Cela coïncide avec une période d’inquiétude internationale accrue quant aux intentions du dirigeant nord-coréen, qui a intensifié son discours belliqueux et abandonné une politique de longue date visant à rechercher une réunification pacifique avec la Corée du Sud.

La visite d’un dirigeant d’un pays membre permanent du Conseil de sécurité des Nations Unies donnera un signal à l’audience nationale de Kim sur son influence mondiale – et une opportunité de faire pression pour obtenir un soutien économique et technologique indispensable de la part de Moscou.

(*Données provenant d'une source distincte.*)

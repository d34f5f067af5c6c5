//! Console command table.

use std::fmt;

use crate::logger::SharedLogger;

/// Reply sent for an unknown command.
pub const NOT_FOUND: &str = "command not found, try `help` for help";

type CommandFn = Box<dyn Fn(&[&str]) -> String + Send + Sync>;

struct Command {
    name: String,
    help: String,
    run: CommandFn,
}

/// What a console line asked for.
#[derive(Debug, Clone, PartialEq, Eq)]
pub enum Execution {
    /// Blank line.
    Nothing,
    /// `quit`: end the session.
    Quit,
    NotFound(String),
    /// Command output; may be empty.
    Output(String),
}

/// Named commands, looked up by the first word of a line.
///
/// `help` and `quit` are builtin.
pub struct Commands {
    list: Vec<Command>,
    logger: SharedLogger,
}

impl Commands {
    pub fn new(logger: SharedLogger) -> Self {
        Self {
            list: Vec::new(),
            logger,
        }
    }

    /// Add a command. `run` receives the words after the name. Reusing a
    /// name (builtins included) is fatal.
    pub fn register<F>(&mut self, name: &str, help: &str, run: F) -> &mut Self
    where
        F: Fn(&[&str]) -> String + Send + Sync + 'static,
    {
        if name == "help" || name == "quit" || self.find(name).is_some() {
            self.logger
                .fatal(format_args!("command {} is already registered", name));
        }

        self.list.push(Command {
            name: name.to_string(),
            help: help.to_string(),
            run: Box::new(run),
        });
        self
    }

    fn find(&self, name: &str) -> Option<&Command> {
        self.list.iter().find(|c| c.name == name)
    }

    /// Text of the builtin `help` command.
    pub fn help(&self) -> String {
        let mut output = String::from("Commands:\r\n");
        output.push_str("help - this help text\r\n");
        for command in &self.list {
            output.push_str(&command.name);
            output.push_str(" - ");
            output.push_str(&command.help);
            output.push_str("\r\n");
        }
        output.push_str("quit - exit console");
        output
    }

    /// Split `line` on whitespace and run the named command.
    pub fn execute(&self, line: &str) -> Execution {
        let args: Vec<&str> = line.split_whitespace().collect();
        let Some((&name, rest)) = args.split_first() else {
            return Execution::Nothing;
        };

        match name {
            "quit" => Execution::Quit,
            "help" => Execution::Output(self.help()),
            _ => match self.find(name) {
                Some(command) => Execution::Output((command.run)(rest)),
                None => Execution::NotFound(name.to_string()),
            },
        }
    }

    pub fn len(&self) -> usize {
        self.list.len()
    }

    pub fn is_empty(&self) -> bool {
        self.list.is_empty()
    }
}

impl fmt::Debug for Commands {
    fn fmt(&self, f: &mut fmt::Formatter<'_>) -> fmt::Result {
        f.debug_list()
            .entries(self.list.iter().map(|c| &c.name))
            .finish()
    }
}

#[cfg(test)]
mod tests {
    use super::*;
    use crate::logger::NoopLogger;
    use std::sync::Arc;

    fn commands() -> Commands {
        let mut commands = Commands::new(Arc::new(NoopLogger));
        commands.register("echo", "repeat the arguments", |args| args.join(" "));
        commands.register("silent", "print nothing", |_| String::new());
        commands
    }

    #[test]
    fn test_execute() {
        let commands = commands();

        assert_eq!(
            commands.execute("  echo  a   b \r"),
            Execution::Output("a b".to_string())
        );
        assert_eq!(commands.execute("silent"), Execution::Output(String::new()));
        assert_eq!(commands.execute("   "), Execution::Nothing);
        assert_eq!(commands.execute("quit now"), Execution::Quit);
        assert_eq!(
            commands.execute("reboot"),
            Execution::NotFound("reboot".to_string())
        );
    }

    #[test]
    fn test_help_lists_commands() {
        let commands = commands();
        let Execution::Output(help) = commands.execute("help") else {
            panic!("help produced no output");
        };

        assert!(help.starts_with("Commands:\r\n"));
        assert!(help.contains("echo - repeat the arguments\r\n"));
        assert!(help.ends_with("quit - exit console"));
        assert_eq!(commands.len(), 2);
    }

    #[test]
    #[should_panic(expected = "command echo is already registered")]
    fn test_duplicate_is_fatal() {
        let mut commands = commands();
        commands.register("echo", "again", |_| String::new());
    }

    #[test]
    #[should_panic(expected = "command help is already registered")]
    fn test_builtin_name_is_fatal() {
        Commands::new(Arc::new(NoopLogger)).register("help", "mine", |_| String::new());
    }
}
//! Processor module - message registry, codec and dispatch.
//!
//! A frame is a 16-bit identifier followed by a codec-specific body. The
//! processor maps identifiers to message types, turns frames into messages
//! and back, and routes decoded messages to handlers or a router.

mod context;
mod message;
mod registry;

pub use context::RouteContext;
pub use message::{AnyMessage, Message};
pub use registry::{Decoded, Handler, Processor, ProcessorBuilder, RawHandler, RawMessage};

La Russie a précédemment soutenu les sanctions internationales et les enquêtes soutenues par l’ONU sur le programme d’armement illégal de la Corée du Nord, qui comprend des essais de missiles balistiques intercontinentaux à longue portée qui pourraient en théorie atteindre le continent américain.

Mais la dépendance croissante de la Russie à l’égard de la Corée du Nord et les frictions croissantes avec l’Occident semblent avoir modifié cette dynamique. En mars, Moscou a opposé son veto à une résolution de l’ONU renouveler la surveillance indépendante des violations par la Corée du Nord des sanctions du Conseil de sécurité.